Tuesday 14 May 2013

Teradata - Auto Generated Key retrieval feature

Auto Generated Key retrieval:

In all earlier examples there is no way to determine the value assigned to the identity column for the inserted row in the table.
The user would have to query the table to find that out.
However with the Auto-generated Key retrieval feature we would get to know the assigned identity values.

To enable this feature we use the command as follows from BTEQ.

.[SET] AUTOKEYRETRIEVE [OFF|COLUMN|ROW]

Where:
• OFF = Disabled.

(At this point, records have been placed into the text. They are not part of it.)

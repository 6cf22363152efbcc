// Copyright 2025 eraflo
//
// Licensed under the Apache License, Version 2.0 (the "License");
// you may not use this file except in compliance with the License.
// You may obtain a copy of the License at
//
//     http://www.apache.org/licenses/LICENSE-2.0
//
// Unless required by applicable law or agreed to in writing, software
// distributed under the License is distributed on an "AS IS" BASIS,
// WITHOUT WARRANTIES OR CONDITIONS OF ANY KIND, either express or implied.
// See the License for the specific language governing permissions and
// limitations under the License.

//! State shared between the agent and the tasks of its loading cycles.

use super::{cycle::CycleOutcome, events::LoadEvent, metrics::LoaderMetrics};
use crossbeam_channel::{Sender, TrySendError};
use preload_core::{AssetKind, LoadError, LoadRequest, LoadedAsset, LoadedAssetTable};
use std::collections::HashMap;
use std::sync::{Arc, Mutex, MutexGuard, PoisonError, RwLock};
use tokio::sync::watch;

pub(crate) type ProgressHandler = Box<dyn FnMut(f32) + Send>;
pub(crate) type CompleteHandler = Box<dyn FnMut(&LoadedAssetTable) + Send>;

/// A request together with its position in overall queue order.
#[derive(Debug, Clone)]
pub(crate) struct QueuedRequest {
    pub(crate) ordinal: u64,
    pub(crate) request: LoadRequest,
}

#[derive(Default)]
pub(crate) struct Handlers {
    pub(crate) progress: Option<ProgressHandler>,
    pub(crate) complete: Option<CompleteHandler>,
}

/// Counters and results of the current generation.
pub(crate) struct CycleState {
    pub(crate) generation: u64,
    pub(crate) loading: bool,
    pub(crate) total: usize,
    pub(crate) completed: usize,
    pub(crate) succeeded: usize,
    pub(crate) failed: usize,
    pub(crate) completion_fired: bool,
    pub(crate) table: LoadedAssetTable,
    /// Queue ordinal of the request each table entry came from.
    ordinals: HashMap<(AssetKind, String), u64>,
    /// Resolves the [`LoadCycle`](super::LoadCycle) handles of this generation.
    pub(crate) outcome_tx: Arc<watch::Sender<Option<CycleOutcome>>>,
}

impl CycleState {
    fn new() -> Self {
        let (outcome_tx, _) = watch::channel(None);
        Self {
            generation: 0,
            loading: false,
            total: 0,
            completed: 0,
            succeeded: 0,
            failed: 0,
            completion_fired: false,
            table: LoadedAssetTable::new(),
            ordinals: HashMap::new(),
            outcome_tx: Arc::new(outcome_tx),
        }
    }

    pub(crate) fn progress(&self) -> f32 {
        if self.total == 0 {
            0.0
        } else {
            self.completed as f32 / self.total as f32
        }
    }

    /// Starts a new generation with `total` requests and returns it.
    pub(crate) fn begin(&mut self, total: usize) -> u64 {
        self.generation += 1;
        self.loading = true;
        self.total = total;
        self.completed = 0;
        self.succeeded = 0;
        self.failed = 0;
        self.completion_fired = false;
        self.outcome_tx = Arc::new(watch::channel(None).0);
        self.generation
    }

    /// Abandons the current generation. Returns the generation of the cycle
    /// that was superseded, if one was running.
    pub(crate) fn clear(&mut self) -> Option<u64> {
        let superseded = self.loading.then_some(self.generation);
        if superseded.is_some() {
            self.outcome_tx.send_replace(Some(CycleOutcome::Superseded));
        }
        self.generation += 1;
        self.loading = false;
        self.total = 0;
        self.completed = 0;
        self.succeeded = 0;
        self.failed = 0;
        self.completion_fired = false;
        self.table.clear();
        self.ordinals.clear();
        superseded
    }

    /// Stores a decoded asset unless a request later in queue order already
    /// filled the same slot.
    fn record(&mut self, queued: &QueuedRequest, asset: LoadedAsset) {
        let slot = (queued.request.kind(), queued.request.key().to_string());
        if let Some(&stored) = self.ordinals.get(&slot) {
            if stored > queued.ordinal {
                log::debug!(
                    "Dropping '{}' ({}): superseded by a later request for the same key",
                    queued.request.key(),
                    queued.request.kind()
                );
                return;
            }
        }
        self.ordinals.insert(slot, queued.ordinal);
        self.table.insert(queued.request.key(), asset);
    }
}

/// Everything the agent shares with its in-flight tasks.
///
/// Lock order is `dispatch` then `state`. Queries take `state` alone.
pub(crate) struct Shared {
    state: Mutex<CycleState>,
    /// Held while a settlement updates the state and runs the handlers, so
    /// handlers observe settlements one at a time and in order.
    dispatch: Mutex<Handlers>,
    events: RwLock<Option<Sender<LoadEvent>>>,
}

impl Shared {
    pub(crate) fn new() -> Self {
        Self {
            state: Mutex::new(CycleState::new()),
            dispatch: Mutex::new(Handlers::default()),
            events: RwLock::new(None),
        }
    }

    pub(crate) fn state(&self) -> MutexGuard<'_, CycleState> {
        self.state.lock().unwrap_or_else(PoisonError::into_inner)
    }

    pub(crate) fn handlers(&self) -> MutexGuard<'_, Handlers> {
        self.dispatch.lock().unwrap_or_else(PoisonError::into_inner)
    }

    pub(crate) fn set_event_sender(&self, sender: Option<Sender<LoadEvent>>) {
        *self.events.write().unwrap_or_else(PoisonError::into_inner) = sender;
    }

    pub(crate) fn emit(&self, event: LoadEvent) {
        let events = self.events.read().unwrap_or_else(PoisonError::into_inner);
        let Some(sender) = events.as_ref() else {
            return;
        };
        // Never block a settling task on a slow listener.
        match sender.try_send(event) {
            Ok(()) | Err(TrySendError::Disconnected(_)) => {}
            Err(TrySendError::Full(event)) => {
                log::debug!("Event channel is full, dropping {event:?}");
            }
        }
    }

    /// Applies the outcome of one request of cycle `generation`.
    ///
    /// Settlements from an earlier generation are discarded without touching
    /// any counter, table entry or handler.
    pub(crate) fn settle(
        &self,
        generation: u64,
        queued: &QueuedRequest,
        outcome: Result<LoadedAsset, LoadError>,
        metrics: Option<&LoaderMetrics>,
    ) {
        let mut handlers = self.handlers();

        let (settled_event, progress, completed, total, completion) = {
            let mut state = self.state();
            if state.generation != generation || !state.loading {
                log::debug!(
                    "Discarding stale settlement of '{}' from cycle {generation}",
                    queued.request.key()
                );
                return;
            }

            let error = match outcome {
                Ok(asset) => {
                    log::trace!(
                        "Loaded {} asset '{}'",
                        queued.request.kind(),
                        queued.request.key()
                    );
                    state.record(queued, asset);
                    state.succeeded += 1;
                    None
                }
                Err(e) => {
                    log::warn!("Failed to load asset '{}': {e}", queued.request.key());
                    state.failed += 1;
                    Some(e)
                }
            };
            if let Some(metrics) = metrics {
                metrics.record_settled(error.is_some());
            }
            state.completed = (state.completed + 1).min(state.total);

            let settled_event = LoadEvent::Settled {
                generation,
                kind: queued.request.kind(),
                key: queued.request.key().to_string(),
                error,
                completed: state.completed,
                total: state.total,
            };

            let completion = if state.completed >= state.total && !state.completion_fired {
                state.completion_fired = true;
                state.loading = false;
                Some((
                    state.table.clone(),
                    state.succeeded,
                    state.failed,
                    state.outcome_tx.clone(),
                ))
            } else {
                None
            };
            (
                settled_event,
                state.progress(),
                state.completed,
                state.total,
                completion,
            )
        };

        // Sent with the state lock released so queries never wait on listeners.
        self.emit(settled_event);

        log::trace!("Cycle {generation}: {completed}/{total} settled");
        if let Some(on_progress) = handlers.progress.as_mut() {
            on_progress(progress);
        }

        if let Some((table, succeeded, failed, outcome_tx)) = completion {
            log::info!(
                "Loading cycle {generation} finished: {succeeded} loaded, {failed} failed"
            );
            if let Some(on_complete) = handlers.complete.as_mut() {
                on_complete(&table);
            }
            self.emit(LoadEvent::CycleCompleted {
                generation,
                succeeded,
                failed,
            });
            outcome_tx.send_replace(Some(CycleOutcome::Completed { succeeded, failed }));
        }
    }

    /// Completes a cycle that started with nothing queued.
    pub(crate) fn finish_empty(&self, generation: u64) {
        let mut handlers = self.handlers();

        let outcome_tx = {
            let mut state = self.state();
            if state.generation != generation || state.completion_fired {
                return;
            }
            state.completion_fired = true;
            state.loading = false;
            state.outcome_tx.clone()
        };

        log::info!("Loading cycle {generation} finished: nothing was queued");
        if let Some(on_complete) = handlers.complete.as_mut() {
            // Nothing was loaded by this cycle.
            on_complete(&LoadedAssetTable::new());
        }
        self.emit(LoadEvent::CycleCompleted {
            generation,
            succeeded: 0,
            failed: 0,
        });
        outcome_tx.send_replace(Some(CycleOutcome::Completed {
            succeeded: 0,
            failed: 0,
        }));
    }
}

Same that earlier
• COLUMN = Will display only the IDCol.
• ROW = Enabled, will display entire row

Note that This is a BTEQ command and hence we cannot run this through SQL assistant.


Example:

Assume a table as shown below :

CREATE SET TABLE EDW_RESTORE_TABLES.EMPLOYEE4 ,NO FALLBACK ,
     NO BEFORE JOURNAL,
     NO AFTER JOURNAL,
     CHECKSUM = DEFAULT,
     DEFAULT MERGEBLOCKRATIO
     (
      EMPLOYEEID INTEGER GENERATED ALWAYS AS IDENTITY
           (START WITH 1
            INCREMENT BY 1
            MINVALUE 1
            MAXVALUE 4
            CYCLE),
      EMPLNAME CHAR(20) CHARACTER SET LATIN NOT CASESPECIFIC)
PRIMARY INDEX ( EMPLOYEEID );

/* Next is a simple insert. BY default the AUTOKEYRETRIEVE feature is OFF and hence it does not return back the identity column value */
 BTEQ -- Enter your DBC/SQL request or BTEQ command:
INSERT INTO EMPLOYEE4 VALUES(,'sukul');

INSERT INTO EMPLOYEE4 VALUES(,'sukul');

 *** Insert completed. One row added.
 *** Total elapsed time was 1 second.

/* Next we turn on the AUTORETRIEVE COLUMN feature*/
 BTEQ -- Enter your DBC/SQL request or BTEQ command:
.SET AUTOKEYRETRIEVE COLUMN;

.SET AUTOKEYRETRIEVE COLUMN;
 BTEQ -- Enter your DBC/SQL request or BTEQ command:
INSERT INTO EMPLOYEE4 VALUES(NULL,'shushant');

INSERT INTO EMPLOYEE4 VALUES(NULL,'shushant');

 *** Insert completed. One row added.
 *** Total elapsed time was 1 second.

 EMPLOYEEID
-----------
          2

/* As shown above because the AUTORETRIEVE COLUMN feature was turned on only the value of identity column was returned */

/* Next we turn on the AUTORETRIEVE ROW feature*/
 BTEQ -- Enter your DBC/SQL request or BTEQ command:
.SET AUTOKEYRETRIEVE ROW;

.SET AUTOKEYRETRIEVE ROW;
 BTEQ -- Enter your DBC/SQL request or BTEQ command:
INSERT INTO EMPLOYEE4 VALUES(,'bhanu');

INSERT INTO EMPLOYEE4 VALUES(,'bhanu');

 *** Insert completed. One row added.
 *** Total elapsed time was 1 second.

 EMPLOYEEID  EMPLNAME
-----------  --------------------
          3  bhanu

/* As shown above because the AUTORETRIEVE ROW feature was turned on the entire row was returned */





Considerations while using Auto generated key feature:

  • Inserts will have additional costs when auto generated key retrieval feature is requested.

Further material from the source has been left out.